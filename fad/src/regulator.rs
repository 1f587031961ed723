//! Regulators with an explicit enabled flag.
//!
//! The charger-suspend request and the system suspend path toggle some supplies
//! independently. The flag keeps the underlying enable count balanced: a second enable or
//! a second disable is a no-op.

use alloc::sync::Arc;

use crate::{
    error::{FadError, FadResult},
    hal::Regulator,
};

pub struct GuardedRegulator {
    name: &'static str,
    reg: Arc<dyn Regulator>,
    enabled: bool,
}

impl GuardedRegulator {
    /// Wrap a regulator that is currently off.
    pub fn new(name: &'static str, reg: Arc<dyn Regulator>) -> GuardedRegulator {
        GuardedRegulator {
            name,
            reg,
            enabled: false,
        }
    }

    pub fn name(&self) -> &'static str {
        self.name
    }

    pub fn is_enabled(&self) -> bool {
        self.enabled
    }

    pub fn enable(&mut self) -> FadResult<()> {
        if self.enabled {
            return Ok(());
        }
        self.reg.enable().map_err(|err| {
            log::error!("failed to enable regulator {}: {:?}", self.name, err);
            FadError::HardwareError
        })?;
        self.enabled = true;
        Ok(())
    }

    pub fn disable(&mut self) -> FadResult<()> {
        if !self.enabled {
            return Ok(());
        }
        self.reg.disable().map_err(|err| {
            log::error!("failed to disable regulator {}: {:?}", self.name, err);
            FadError::HardwareError
        })?;
        self.enabled = false;
        Ok(())
    }
}

impl Drop for GuardedRegulator {
    fn drop(&mut self) {
        if let Err(err) = self.disable() {
            log::warn!("{} left enabled: {}", self.name, err);
        }
    }
}

/// Enable `supplies` in order. On failure the ones already enabled are turned off again in
/// reverse and the enable error is returned.
pub fn enable_all(supplies: &mut [GuardedRegulator]) -> FadResult<()> {
    let mut failure = None;
    for (i, supply) in supplies.iter_mut().enumerate() {
        if let Err(err) = supply.enable() {
            failure = Some((i, err));
            break;
        }
    }
    let Some((failed, err)) = failure else {
        return Ok(());
    };
    if let Err(undo) = disable_all(&mut supplies[..failed]) {
        log::warn!("unwinding supplies failed: {}", undo);
    }
    Err(err)
}

/// Disable `supplies` in reverse order. Every supply is attempted; the first failure is
/// returned.
pub fn disable_all(supplies: &mut [GuardedRegulator]) -> FadResult<()> {
    let mut result: FadResult<()> = Ok(());
    for supply in supplies.iter_mut().rev() {
        if let Err(err) = supply.disable() {
            result = result.and(Err(err));
        }
    }
    result
}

• TASK PROMPT: The required answer is the run of lines above, starting at the line with "pub fn name(&self)" and ending at the line with "if let Err(err) = supply.enable()", reproduced exactly with both ends.

• RESPONSE:
    pub fn name(&self) -> &'static str {
        self.name
    }

    pub fn is_enabled(&self) -> bool {
        self.enabled
    }

    pub fn enable(&mut self) -> FadResult<()> {
        if self.enabled {
            return Ok(());
        }
        self.reg.enable().map_err(|err| {
            log::error!("failed to enable regulator {}: {:?}", self.name, err);
            FadError::HardwareError
        })?;
        self.enabled = true;
        Ok(())
    }

    pub fn disable(&mut self) -> FadResult<()> {
        if !self.enabled {
            return Ok(());
        }
        self.reg.disable().map_err(|err| {
            log::error!("failed to disable regulator {}: {:?}", self.name, err);
            FadError::HardwareError
        })?;
        self.enabled = false;
        Ok(())
    }
}

impl Drop for GuardedRegulator {
    fn drop(&mut self) {
        if let Err(err) = self.disable() {
            log::warn!("{} left enabled: {}", self.name, err);
        }
    }
}

/// Enable `supplies` in order. On failure the ones already enabled are turned off again in
/// reverse and the enable error is returned.
pub fn enable_all(supplies: &mut [GuardedRegulator]) -> FadResult<()> {
    let mut failure = None;
    for (i, supply) in supplies.iter_mut().enumerate() {
        if let Err(err) = supply.enable() {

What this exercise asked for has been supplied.